▸ **Supplied entries**
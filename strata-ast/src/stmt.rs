use std::cell::{Cell, RefCell};
use std::rc::{Rc, Weak};

use crate::decl::{DeclRef, VarRef};
use crate::exp::{ExpRef, PatRef};
use crate::types::Tvar;
use crate::Span;

pub type StmtRef = Rc<Stmt>;
pub type ClauseRef = Rc<SwitchClause>;

/// Resolved destination of a jump, filled in by the type environment.
///
/// For `break` and `continue` the target is the enclosing loop or switch;
/// for `goto` the labelled statement; for `fallthru` the body of the next
/// clause.
#[derive(Debug, Default)]
pub struct JumpTarget(RefCell<Option<Weak<Stmt>>>);

impl JumpTarget {
    pub fn new() -> Self {
        Self::default()
    }

    pub fn get(&self) -> Option<StmtRef> {
        self.0.borrow().as_ref().and_then(Weak::upgrade)
    }

    pub fn set(&self, target: &StmtRef) {
        *self.0.borrow_mut() = Some(Rc::downgrade(target));
    }

    pub fn is_resolved(&self) -> bool {
        self.get().is_some()
    }
}

/// Loop condition together with the statement `continue` jumps to.
#[derive(Debug)]
pub struct LoopCond {
    pub exp: ExpRef,
    pub point: StmtRef,
}

#[derive(Debug)]
pub struct SwitchClause {
    pub span: Span,
    pub pat: PatRef,
    /// Variables bound by `pat`, filled in by pattern checking.
    pub pat_vars: RefCell<Option<Vec<VarRef>>>,
    pub guard: Option<ExpRef>,
    pub body: StmtRef,
}

#[derive(Debug)]
pub enum StmtKind {
    Skip,
    Exp(ExpRef),
    Seq(StmtRef, StmtRef),
    Return(Option<ExpRef>),
    IfThenElse(ExpRef, StmtRef, StmtRef),
    While(LoopCond, StmtRef),
    Break(JumpTarget),
    Continue(JumpTarget),
    Goto(String, JumpTarget),
    For {
        init: ExpRef,
        cond: LoopCond,
        step: LoopCond,
        body: StmtRef,
    },
    Switch(ExpRef, Vec<ClauseRef>),
    Fallthru(JumpTarget),
    Decl(DeclRef, StmtRef),
    Label(String, StmtRef),
    Do(StmtRef, LoopCond),
    TryCatch(StmtRef, Vec<ClauseRef>),
    /// `region <'r> h { body }`.
    Region {
        tvar: Tvar,
        vd: VarRef,
        resetable: bool,
        body: StmtRef,
    },
    ResetRegion(ExpRef),
}

#[derive(Debug)]
pub struct Stmt {
    pub span: Span,
    pub kind: StmtKind,
    /// Jumps that reach this statement other than by falling into it.
    pub non_local_preds: RefCell<Vec<Weak<Stmt>>>,
    pub try_depth: Cell<u32>,
}

impl Stmt {
    pub fn new(kind: StmtKind, span: Span) -> StmtRef {
        Rc::new(Stmt {
            span,
            kind,
            non_local_preds: RefCell::new(Vec::new()),
            try_depth: Cell::new(0),
        })
    }

    pub fn add_non_local_pred(&self, pred: &StmtRef) {
        let mut preds = self.non_local_preds.borrow_mut();
        if !preds
            .iter()
            .any(|p| std::ptr::eq(p.as_ptr(), Rc::as_ptr(pred)))
        {
            preds.push(Rc::downgrade(pred));
        }
    }

    pub fn jump_target(&self) -> Option<&JumpTarget> {
        match &self.kind {
            StmtKind::Break(t)
            | StmtKind::Continue(t)
            | StmtKind::Goto(_, t)
            | StmtKind::Fallthru(t) => Some(t),
            _ => None,
        }
    }
}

▸ **About this task**
Find the word "PatRef" in the entries above and gather every line that holds it.

▸ **Answer to the exercise**
use crate::exp::{ExpRef, PatRef};
    pub pat: PatRef,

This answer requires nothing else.